Размер шрифта
-
+

Князь Рязанский - стр. 2

Хозяйство Михаила было запущено, а сам дед лежал в доме, под медвежьей шкурой и тяжело дышал.

– Ты что, дед, заболел? – Спросил я.

– Отхожу, – сказал он и закашлялся. Из груди его вырывались хрипы.

– Чего вдруг?

– Огневица в груди. Нет у меня трав от неё.

Я оглянулся на друзей. Мы все были уставшие, набродились по тайге с утра, и в глазах каждого я увидел мечту о теплом сухом жилище на нашей базе на Улунге.

– Мужики, я останусь тут. Подлечу, бедолагу. А вы заберёте меня через неделю.

– Да ты что, Мишаня? Давай лучше его с собой заберём, на базу?

– А там что? Врач, что ли есть? Аптечка у меня с собой. Там антибиотики. Через неделю, если ему лучше не станет, заберём с собой на Большую Землю.

Я забрал свои вещи с аптечкой, а мужики улетели.

Через неделю Михаил уже ходил, и кашель его был не таким страшным. Он смирился с тем, что ему приходится принимать «бесовские» порошки. Сумамед подействовал. На вторые сутки, когда у деда появилась мокрота с прожилками крови, я стал ему давать отхаркивающие травяные настои. А когда пришла пора улетать, оставил ему противовирусные и антигистаминные средства, разложив их по дням.

За эту неделю я узнал про деда жутко интересные вещи, которые до сих пор с трудом укладываются у меня в голове. Как я понял, Михаил был пришельцем из пятнадцатого столетия. Из времени князей Василия Васильевича, и Ивана Третьего.

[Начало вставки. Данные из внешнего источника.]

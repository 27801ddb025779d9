use super::{
    sanitize_collection_name, CollectionInfo, MetadataFilter, SearchResult, VectorDatabase,
    VectorRecord,
};
use crate::chunker::Metadata;
use anyhow::{Context, Result};
use reqwest::Client;
use serde::de::DeserializeOwned;
use serde::{Deserialize, Serialize};
use serde_json::json;

/// Primary keys are uuid strings
const ID_MAX_LENGTH: usize = 64;

/// Milvus vector database client (using REST API v2)
pub struct MilvusVectorDatabase {
    client: Client,
    address: String,
}

/// Every v2 endpoint answers HTTP 200 with this envelope; `code != 0` is an error
#[derive(Debug, Deserialize)]
struct Envelope<T> {
    code: i64,
    #[serde(default)]
    message: Option<String>,
    data: Option<T>,
}

#[derive(Debug, Serialize)]
#[serde(rename_all = "camelCase")]
struct CreateCollectionRequest<'a> {
    collection_name: &'a str,
    dimension: usize,
    metric_type: &'a str,
    id_type: &'a str,
    primary_field_name: &'a str,
    vector_field_name: &'a str,
    params: serde_json::Value,
}

#[derive(Debug, Serialize)]
struct Entity<'a> {
    id: &'a str,
    vector: &'a [f32],
    text: &'a str,
    metadata: &'a Metadata,
}

#[derive(Debug, Serialize)]
#[serde(rename_all = "camelCase")]
struct SearchRequest<'a> {
    collection_name: &'a str,
    data: [&'a [f32]; 1],
    anns_field: &'a str,
    limit: usize,
    output_fields: [&'a str; 2],
    #[serde(skip_serializing_if = "Option::is_none")]
    filter: Option<String>,
}

#[derive(Debug, Deserialize)]
struct SearchHit {
    /// For COSINE this is the similarity itself
    distance: f32,
    #[serde(default)]
    text: String,
    #[serde(default)]
    metadata: Metadata,
}

#[derive(Debug, Deserialize)]
struct HasCollection {
    has: bool,
}

/// Row of a `count(*)` query; counts unflushed entities too, unlike `get_stats`
#[derive(Debug, Deserialize)]
struct CountRow {
    #[serde(rename = "count(*)")]
    count: usize,
}

impl MilvusVectorDatabase {
    pub fn new(address: &str) -> Self {
        Self {
            client: Client::new(),
            address: address.trim_end_matches('/').to_string(),
        }
    }

    fn url(&self, path: &str) -> String {
        format!("{}/v2/vectordb/{}", self.address, path)
    }

    async fn post<B, T>(&self, path: &str, body: &B) -> Result<Option<T>>
    where
        B: Serialize + ?Sized,
        T: DeserializeOwned,
    {
        let response = self
            .client
            .post(self.url(path))
            .json(body)
            .send()
            .await
            .with_context(|| format!("Failed to send {} request to Milvus", path))?;

        if !response.status().is_success() {
            let status = response.status();
            let body = response.text().await.unwrap_or_default();
            anyhow::bail!("Milvus API error ({}): {}", status, body);
        }

        let envelope: Envelope<T> = response
            .json()
            .await
            .with_context(|| format!("Failed to parse Milvus {} response", path))?;
        unwrap_envelope(path, envelope)
    }
}

fn unwrap_envelope<T>(path: &str, envelope: Envelope<T>) -> Result<Option<T>> {
    if envelope.code != 0 {
        anyhow::bail!(
            "Milvus {} failed (code {}): {}",
            path,
            envelope.code,
            envelope.message.unwrap_or_default()
        );
    }
    Ok(envelope.data)
}

/// Renders exact-match conditions over the `metadata` JSON field
pub fn filter_expression(filter: &MetadataFilter) -> Option<String> {
    if filter.is_empty() {
        return None;
    }
    let clauses: Vec<String> = filter
        .iter()
        .map(|(key, value)| {
            format!(
                "metadata[\"{}\"] == \"{}\"",
                escape_literal(key),
                escape_literal(value)
            )
        })
        .collect();
    Some(clauses.join(" and "))
}

fn escape_literal(raw: &str) -> String {
    raw.replace('\\', "\\\\").replace('"', "\\\"")
}

fn total_count(rows: Option<Vec<CountRow>>) -> usize {
    rows.unwrap_or_default().iter().map(|row| row.count).sum()
}

#[async_trait::async_trait]
impl VectorDatabase for MilvusVectorDatabase {
    async fn has_collection(&self, name: &str) -> Result<bool> {
        let name = sanitize_collection_name(name);
        let has: Option<HasCollection> = self
            .post("collections/has", &json!({ "collectionName": name }))
            .await?;
        Ok(has.map_or(false, |h| h.has))
    }

    async fn create_collection(&self, name: &str, dimension: usize) -> Result<()> {
        let name = sanitize_collection_name(name);
        if self.has_collection(&name).await? {
            tracing::debug!("Collection {} already exists", name);
            return Ok(());
        }

        let request = CreateCollectionRequest {
            collection_name: &name,
            dimension,
            metric_type: "COSINE",
            id_type: "VarChar",
            primary_field_name: "id",
            vector_field_name: "vector",
            params: json!({ "max_length": ID_MAX_LENGTH }),
        };
        self.post::<_, serde_json::Value>("collections/create", &request)
            .await?;
        tracing::info!("Created collection {} (dimension {})", name, dimension);
        Ok(())
    }

    async fn upsert(&self, collection: &str, records: Vec<VectorRecord>) -> Result<()> {
        if records.is_empty() {
            return Ok(());
        }

        let data: Vec<Entity<'_>> = records
            .iter()
            .map(|record| Entity {
                id: &record.id,
                vector: &record.vector,
                text: &record.text,
                metadata: &record.metadata,
            })
            .collect();
        let request = json!({
            "collectionName": sanitize_collection_name(collection),
            "data": data,
        });

        self.post::<_, serde_json::Value>("entities/upsert", &request)
            .await?;
        Ok(())
    }

    async fn query(
        &self,
        collection: &str,
        vector: &[f32],
        limit: usize,
        filter: Option<&MetadataFilter>,
    ) -> Result<Vec<SearchResult>> {
        let name = sanitize_collection_name(collection);
        let request = SearchRequest {
            collection_name: &name,
            data: [vector],
            anns_field: "vector",
            limit,
            output_fields: ["text", "metadata"],
            filter: filter.and_then(filter_expression),
        };

        let hits: Option<Vec<SearchHit>> = self.post("entities/search", &request).await?;
        Ok(hits
            .unwrap_or_default()
            .into_iter()
            .map(|hit| SearchResult {
                text: hit.text,
                metadata: hit.metadata,
                similarity: hit.distance,
            })
            .collect())
    }

    async fn count(&self, collection: &str) -> Result<usize> {
        let name = sanitize_collection_name(collection);
        if !self.has_collection(&name).await? {
            return Ok(0);
        }
        let request = json!({
            "collectionName": name,
            "filter": "",
            "outputFields": ["count(*)"],
        });
        let rows: Option<Vec<CountRow>> = self.post("entities/query", &request).await?;
        Ok(total_count(rows))
    }

    async fn list_collections(&self) -> Result<Vec<CollectionInfo>> {
        let names: Option<Vec<String>> = self.post("collections/list", &json!({})).await?;
        let mut infos = Vec::new();
        for name in names.unwrap_or_default() {
            let count = self.count(&name).await?;
            infos.push(CollectionInfo { name, count });
        }
        infos.sort_by(|a, b| a.name.cmp(&b.name));
        Ok(infos)
    }

    async fn drop_collection(&self, name: &str) -> Result<()> {
        let name = sanitize_collection_name(name);
        self.post::<_, serde_json::Value>("collections/drop", &json!({ "collectionName": name }))
            .await?;
        tracing::info!("Dropped collection {}", name);
        Ok(())
    }
}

Пятнадцатилетний тогда «дед» Михаил, был приставлен к двенадцатилетнему Ивану. Перед венчанием Ивана на дочери князя Бориса Тверского Марии, Михаил ушёл из того мира.

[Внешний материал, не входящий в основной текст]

//! Answer generation over an assembled code context

use crate::config::LlmConfig;
use anyhow::{Context, Result};
use futures::stream::{self, BoxStream, Stream, StreamExt, TryStreamExt};
use reqwest::Client;
use serde::{Deserialize, Serialize};

const SYSTEM_PROMPT: &str = "You are a code analysis assistant. You are given relevant code \
fragments from a source repository.

Rules:
- Always refer to file names and function or class names in your answers
- Mention line numbers when talking about specific code sections
- If the answer is not in the provided context, say so clearly
- Be concise but thorough
- Format code examples as markdown code blocks in the right language
- When several files are involved, explain how they interact
- Answer in the language of the question";

/// Answer text fragments in arrival order
pub type AnswerStream = BoxStream<'static, Result<String>>;

/// Produces a natural-language answer from a question and a context block
#[async_trait::async_trait]
pub trait AnswerGenerator: Send + Sync {
    async fn generate(&self, question: &str, context: &str) -> Result<String>;

    /// Answer delivered piece by piece. Defaults to one piece holding the full answer.
    async fn generate_stream(&self, question: &str, context: &str) -> Result<AnswerStream> {
        let answer = self.generate(question, context).await?;
        Ok(stream::once(async move { Ok(answer) }).boxed())
    }
}

/// User message sent to the model; an empty context sends the question alone
pub fn build_message(question: &str, context: &str) -> String {
    if context.is_empty() {
        format!("## Question\n\n{}", question)
    } else {
        format!("## Code Context\n\n{}\n\n## Question\n\n{}", context, question)
    }
}

/// Ollama chat-completion generator
pub struct OllamaGenerator {
    client: Client,
    host: String,
    model: String,
    temperature: f32,
    max_tokens: usize,
}

#[derive(Debug, Serialize)]
struct ChatRequest<'a> {
    model: &'a str,
    messages: Vec<ChatMessage<'a>>,
    stream: bool,
    options: ChatOptions,
}

#[derive(Debug, Serialize)]
struct ChatMessage<'a> {
    role: &'a str,
    content: &'a str,
}

#[derive(Debug, Serialize)]
struct ChatOptions {
    temperature: f32,
    num_predict: usize,
}

#[derive(Debug, Deserialize)]
struct ChatResponse {
    message: ResponseMessage,
}

#[derive(Debug, Deserialize)]
struct ResponseMessage {
    content: String,
}

/// One NDJSON line of a streamed chat
#[derive(Debug, Deserialize)]
struct StreamLine {
    #[serde(default)]
    message: Option<ResponseMessage>,
    #[serde(default)]
    error: Option<String>,
}

impl OllamaGenerator {
    pub fn new(config: &LlmConfig) -> Self {
        Self {
            client: Client::new(),
            host: config.host.trim_end_matches('/').to_string(),
            model: config.model.clone(),
            temperature: config.temperature,
            max_tokens: config.max_tokens,
        }
    }

    async fn send_chat(
        &self,
        question: &str,
        context: &str,
        stream: bool,
    ) -> Result<reqwest::Response> {
        let user_message = build_message(question, context);
        let request = ChatRequest {
            model: &self.model,
            messages: vec![
                ChatMessage {
                    role: "system",
                    content: SYSTEM_PROMPT,
                },
                ChatMessage {
                    role: "user",
                    content: &user_message,
                },
            ],
            stream,
            options: ChatOptions {
                temperature: self.temperature,
                num_predict: self.max_tokens,
            },
        };

        tracing::info!("Requesting answer from {} (stream: {})", self.model, stream);
        let response = self
            .client
            .post(format!("{}/api/chat", self.host))
            .json(&request)
            .send()
            .await
            .context("Failed to send request to Ollama")?;

        if !response.status().is_success() {
            let status = response.status();
            let body = response.text().await.unwrap_or_default();
            anyhow::bail!("Ollama API error ({}): {}", status, body);
        }
        Ok(response)
    }
}

/// Content of one streamed line; `None` for blank lines and empty deltas
fn parse_stream_line(line: &[u8]) -> Result<Option<String>> {
    let line = String::from_utf8_lossy(line);
    let line = line.trim();
    if line.is_empty() {
        return Ok(None);
    }
    let parsed: StreamLine =
        serde_json::from_str(line).context("Failed to parse Ollama stream line")?;
    if let Some(error) = parsed.error {
        anyhow::bail!("Ollama stream error: {}", error);
    }
    Ok(parsed
        .message
        .map(|m| m.content)
        .filter(|content| !content.is_empty()))
}

/// Splits a byte stream into newline-delimited JSON lines and yields their content.
///
/// Lines may straddle chunk boundaries; a final line without a newline is still read.
fn ndjson_content<S, B>(bytes: S) -> impl Stream<Item = Result<String>>
where
    S: Stream<Item = Result<B>> + Unpin,
    B: AsRef<[u8]>,
{
    stream::try_unfold(
        (bytes, Vec::<u8>::new(), false),
        |(mut bytes, mut buffer, mut finished)| async move {
            loop {
                if let Some(newline) = buffer.iter().position(|&b| b == b'\n') {
                    let line: Vec<u8> = buffer.drain(..=newline).collect();
                    if let Some(content) = parse_stream_line(&line)? {
                        return Ok(Some((content, (bytes, buffer, finished))));
                    }
                    continue;
                }
                if finished {
                    let rest = std::mem::take(&mut buffer);
                    return Ok(parse_stream_line(&rest)?
                        .map(|content| (content, (bytes, buffer, finished))));
                }
                match bytes.next().await {
                    Some(chunk) => buffer.extend_from_slice(chunk?.as_ref()),
                    None => finished = true,
                }
            }
        },
    )
}

#[async_trait::async_trait]
impl AnswerGenerator for OllamaGenerator {
    async fn generate_stream(&self, question: &str, context: &str) -> Result<AnswerStream> {
        let response = self.send_chat(question, context, true).await?;
        let bytes = response.bytes_stream().map_err(anyhow::Error::from).boxed();
        Ok(ndjson_content(bytes).boxed())
    }

    async fn generate(&self, question: &str, context: &str) -> Result<String> {
        let response = self.send_chat(question, context, false).await?;
        let chat: ChatResponse = response
            .json()
            .await
            .context("Failed to parse Ollama chat response")?;
        tracing::info!("Generated answer: {} characters", chat.message.content.len());
        Ok(chat.message.content)
    }
}

#[cfg(test)]
mod tests {
    use super::*;

    #[test]
    fn test_build_message() {
        assert_eq!(
            build_message("What does add do?", "### [1] calc.py"),
            "## Code Context\n\n### [1] calc.py\n\n## Question\n\nWhat does add do?"
        );
        assert_eq!(build_message("Hi?", ""), "## Question\n\nHi?");
    }

    #[test]
    fn test_request_shape() {
        let request = ChatRequest {
            model: "qwen2.5:3b",
            messages: vec![ChatMessage {
                role: "user",
                content: "q",
            }],
            stream: false,
            options: ChatOptions {
                temperature: 0.5,
                num_predict: 2000,
            },
        };
        let value = serde_json::to_value(&request).unwrap();
        assert_eq!(value["stream"], false);
        assert_eq!(value["options"]["num_predict"], 2000);
        assert_eq!(value["messages"][0]["role"], "user");
    }

    fn collect(chunks: &[&str]) -> Result<Vec<String>> {
        let bytes = stream::iter(
            chunks
                .iter()
                .map(|chunk| Ok::<Vec<u8>, anyhow::Error>(chunk.as_bytes().to_vec())),
        );
        futures::executor::block_on(ndjson_content(bytes).try_collect())
    }

    #[test]
    fn test_ndjson_content_across_chunk_boundaries() {
        let pieces = collect(&[
            "{\"message\":{\"role\":\"assistant\",\"content\":\"It \"},\"done\":false}\n{\"mess",
            "age\":{\"role\":\"assistant\",\"content\":\"adds.\"},\"done\":false}\n\n",
            "{\"message\":{\"role\":\"assistant\",\"content\":\"\"},\"done\":true}",
        ])
        .unwrap();
        assert_eq!(pieces, vec!["It ", "adds."]);
    }

    #[test]
    fn test_ndjson_error_line_fails_the_stream() {
        let err = collect(&[
            "{\"message\":{\"content\":\"partial\"}}\n",
            "{\"error\":\"model not found\"}\n",
        ])
        .unwrap_err();
        assert!(err.to_string().contains("model not found"));
    }

    struct CannedGenerator;

    #[async_trait::async_trait]
    impl AnswerGenerator for CannedGenerator {
        async fn generate(&self, question: &str, _context: &str) -> Result<String> {
            Ok(format!("answer to {}", question))
        }
    }

    #[tokio::test]
    async fn test_default_stream_yields_whole_answer() {
        let pieces: Vec<String> = CannedGenerator
            .generate_stream("q", "")
            .await
            .unwrap()
            .try_collect()
            .await
            .unwrap();
        assert_eq!(pieces, vec!["answer to q"]);
    }

    #[test]
    fn test_response_parse() {
        let chat: ChatResponse = serde_json::from_str(
            r#"{"model":"qwen2.5:3b","message":{"role":"assistant","content":"It adds."},"done":true}"#,
        )
        .unwrap();
        assert_eq!(chat.message.content, "It adds.");
    }
}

Ушел он довольно необычным способом. Нашёл ведуна, объяснил ему, что хочет уйти из этой жизни по причине неудачной любви, и попросил у него отравное зелье. Ведун зелье и написанное на бересте заклятье дал, но предупредил, что оно действует два раза. Используя его вторично, можно вернуться обратно.

– Я даже удивился, – сказал Михаил. – Зачем мне два, когда мне хватит и одного раза. – Он засмеялся. – И возвращаться «оттуда» я не собирался… Выпил зелье, прочитал заклятье…, а очутился здесь. И живу здесь уже пятьдесят лет. Людей до вашего прихода не видел. Бог миловал.

– Да, как же тебя не только во времени, но и от Москвы так далеко закинуло?

– Уж сильно я хотел далеко уйти, наверное.

– Ну и как, не хотелось потом вернуться?

– Попервой хотелось, но потом передумал. Я с малолетства думал в скит уйти и отдать себя Богу. А тут… Тут поваленные деревья были. Пожег их. Засадил на лядо1 полбы. Как раз мне целый пуд дали на пропитание. Полба уродилась сам двадцать. И щас неплохо родит. Мне хватат… Поставил себе избушку. Живу. Молюсь. В ручье рыбы полно. Корешки, травка, ягодки. Ловушки на зверьков ставлю. В засеку кабан, олень заходят.

– Не покажешь зелье? – Прервал я его.

– А штож не показать, гляди.

Он вытащил из-за печи тряпицу, развернул её и достал скрученную в трубку сухую бересту, а из неё вытряхнул стеклянный флакон из мутного стекла, похожий на маленькую флягу, укупоренный пробкой. Всё это он передал мне.

Бересту я разворачивать не стал, понял, что сломается, но увидел внутри её нацарапанные буквы. Посмотрев вопросительно на Михаила, я взялся за пробку флакона. Михаил молча смотрел на меня. Глаза мне его нравились. Даже во время болезни они светились добротой и весёлыми искорками.